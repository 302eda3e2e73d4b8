//! `MeshLodMap`: one `MeshMap` per LOD, mirroring `DataLodMap`.

use crate::error::{CoreError, CoreResult};

use super::map::MeshMap;

pub struct MeshLodMap {
    lods: Vec<MeshMap>,
}

impl MeshLodMap {
    pub fn new(lod_count: u8) -> Self {
        let lods = (0..lod_count).map(MeshMap::new).collect();
        Self { lods }
    }

    pub fn lod_count(&self) -> u8 {
        self.lods.len() as u8
    }

    pub fn lod(&self, index: u8) -> CoreResult<&MeshMap> {
        self.lods.get(index as usize).ok_or(CoreError::LodOutOfRange {
            lod: index,
            lod_count: self.lod_count(),
        })
    }
}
===============
### WORK INSTRUCTIONS
Every line above that holds the string "index" should be copied out.

### SOLUTION TO THIS EXERCISE
    pub fn lod(&self, index: u8) -> CoreResult<&MeshMap> {
        self.lods.get(index as usize).ok_or(CoreError::LodOutOfRange {
            lod: index,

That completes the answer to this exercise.